My Name is Ryozo and I'm new to the macosx forums.  I'm glad I finally found a community forum for mac users.  All the others I've been to were generic tech forums that focussed on helping people with the tremendous amout of problems they had with their Windows PC's.  At any rate, I'm looking forward to socializing and putting forth my opinions in random threads.  So until that happens, I hereby welcome myself to the Mac OS X forums.


----------



## Qion (May 21, 2007)

Welcome, Ryozo. 

It's nice to have somebody Japanese on the forum!


----------



## Ryozo (May 21, 2007)

Thanks for the welcome!

However, I'm not really Japanese.  I greatly enjoy the culture and study the language.  I'm impressed that you could infer that I was Japanese by simply knowing my name, though.  Do you study the language as well?


----------



## Qion (May 21, 2007)

Actually, I'm a bit of a culture fanatic. I specialize in nothing and know a little bit about everything, which I guess is not the best way to do it, but it's something. 

I am bilingual, however: Spanish and English. I wish I knew more Japanese, but sadly, "watashi" is about as far as I get.


----------



## Ryozo (May 21, 2007)

I know what you mean when you say you "specialize in nothing and know a little bit about everything."  I agree it's not the best method, but it makes you seem well informed about lots of things and makes you seem slightly more intelligent right off the bat.  I guess a down side is that when you tell people about it you sound sort of pretentious; but I don't care!  

As for your extensive knowledge of the Japanese language, I applaud you *does it*.  Really though, my Spanish is about as good as your Japanese... so don't worry about it.


----------



## Qion (May 21, 2007)

Thanks; I do hope I haven't come across as pretentious. I have no ego! 

Hay dios mio! You live in Fort Wayne!!! Salutations indeed, neighbor!


----------



## Ryozo (May 21, 2007)

Omoshiro!  I take it you're from Fort wayne as well, or at least somewhere close by.  Where exactly do you reside in the largest industrialized cornfield on Earth?


----------



## Qion (May 21, 2007)

Just look at the contact page of my website; I'd rather not post an address here. Your AIM name is not functioning.


----------



## Ryozo (May 21, 2007)

Omegosh!  You're the owner of Bier  Graphics!  That totally went over my head.  I mean..you're working for Frank Souder right now aren't you?  My father worked with him as an architect for a long time so like...I know,

Okay..my excitement passed.  Anywy, you have really nice art.  I might consider asking for your help on designing my website.

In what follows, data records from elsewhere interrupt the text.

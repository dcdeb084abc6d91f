use teloxide::prelude::*;
use teloxide::utils::command::BotCommands;

use super::{BotHandler, HandlerResult};
use crate::bot::commands::{setup, show, Command};

pub async fn command_handler(bot: Bot, msg: Message, cmd: Command, handler: BotHandler) -> HandlerResult {
    match cmd {
        Command::Help => {
            bot.send_message(msg.chat.id, Command::descriptions().to_string()).await?;
        }
        Command::Start => {
            bot.send_message(
                msg.chat.id,
                "🧭 Welcome to Setup Wizard Bot!\n\nUse /flows to see what can be configured.\nUse /setup <flow> to start a guided setup.",
            )
            .await?;
        }
        Command::Flows => {
            show::handle_flows(bot, msg, &handler).await?;
        }
        Command::Setup { flow } => {
            setup::handle_setup(bot, msg, flow, &handler).await?;
        }
        Command::Cancel => {
            setup::handle_cancel(bot, msg, &handler).await?;
        }
        Command::Retry => {
            setup::handle_retry(bot, msg, &handler).await?;
        }
        Command::Status => {
            setup::handle_status(bot, msg, &handler).await?;
        }
        Command::Show { flow } => {
            show::handle_show(bot, msg, flow, &handler).await?;
        }
    }
    Ok(())
}
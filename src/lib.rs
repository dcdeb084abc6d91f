//! # Setup Wizard Bot
//!
//! A Telegram bot that walks community admins through guided, multi-step
//! configuration flows (ticket panels, custom voice rooms, suggestion boxes,
//! supporter rewards) and stores the result.
//!
//! ## Features
//! - One wizard per user and configuration target, answered step by step
//! - Buttons for single choices, replies for text, lists and mentions
//! - Follow-up steps generated from earlier answers
//! - Idle wizards expire; finished ones are persisted to SQLite

/// Bot commands, update handlers and prompt rendering
pub mod bot;
/// Configuration management and environment variables
pub mod config;
/// Database connection, models and the persistence gateway
pub mod database;
/// Background services: session sweep and health checks
pub mod services;
/// Utility functions for logging, validation and formatting
pub mod utils;
/// The wizard state machine and its gateways
pub mod wizard;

It's working.  Just type in the name correctly.


----------



## Qion (May 21, 2007)

Haha, yes, I am the graphic artist of Bier Graphics. And yes, Frank Souder LLC is one of my clients; he's really an incredible architect. You say that your father worked with him? Wow. It's really a small world. 

If you'd like to discuss your website, I'd be happy to chat via Skype with you sometime. You are almost surely within five miles of my office.


----------



## symphonix (May 21, 2007)

Qion said:


> I have no ego!



Wait a second ... who said that?  

Welcome to our forums, Qion.


----------



## Qion (May 22, 2007)

symphonix said:


> Wait a second ... who said that?
> 
> Welcome to our forums, Qion.



Say what? I have 1,600 posts, sir!


----------



## Ryozo (May 22, 2007)

Yo, symphonix... I'm the new guy, not Qion...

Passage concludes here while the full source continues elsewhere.